John Frederick Milius is an American screenwriter, director, and producer of motion pictures. He co-wrote the first two Dirty Harry films, received an Academy Award nomination as screenwriter of Apocalypse Now, and wrote and directed The Wind and the Lion, Conan the Barbarian and Red Dawn.
Dark comedy. This looks like a screen play but the prose is like the author sitting alongside the reader, winking and nodding as we watch Judge Roy Bean's life unfold. For example, when he starts to look around his town, describing his dream to Marie Elena and telling her that his dream is that the "entire land will some day be covered with farms - green fields - a railroad - schools - churches - trees lining the streets" while standing on a mound. He continues "and a great house on this hill where I can look down and see that everything is going according to plan." Her response is simply "This is a small hill for a house." and the author responds with: It was; there was truth in that.
An interesting read with interesting characters who are not quite what they seem.
At a local theme park, there's a replica of Judge Roy Bean's bar where you can go in for a soda and marvel at a poster of Miss Lillie Langtry - the Jersey Lily in all her beauty. The next time I visit, I will definitely take my time and explore the little building with the sign over the entrance proclaiming it "The Law West of the Pecos".

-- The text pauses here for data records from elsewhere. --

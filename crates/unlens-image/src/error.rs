/// An error type for the image module.
#[derive(thiserror::Error, Debug)]
pub enum ImageError {
    /// Error when the image data is not contiguous.
    #[error("Image data is not contiguous")]
    ImageDataNotContiguous,

    /// Error when shape is not valid.
    #[error("Invalid shape")]
    InvalidShape(#[from] ndarray::ShapeError),

    /// Error when channel and shape are not valid.
    #[error("Data length ({0}) does not match the image size ({1})")]
    InvalidChannelShape(usize, usize),

    /// Error when two images do not have matching sizes.
    #[error("Image size mismatch: expected ({0}, {1}), got ({2}, {3})")]
    InvalidImageSize(usize, usize, usize, usize),

    /// Error when a pixel value cannot be represented in the target type.
    #[error("Failed to cast pixel data to {0}")]
    CastError(String),
}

It felt that it would never build up to sufficient energy and would dissipate due to its too-episodic nature, but by the time the script reached the last scene - it paid off generously. And when I mean generously, it’s satisfied-after-winning-the-life-or-death-duel generously. An elegy to the Old West that encompasses more history than Sam Peckinpah’s “Pat Garrett and Billy the Kid”. And in all its similarities to “The Ballad of Cable Hogue”, another Peckinpah’s picture, on paper “The Life and Times of Judge Roy Bean” might be on or above par with it.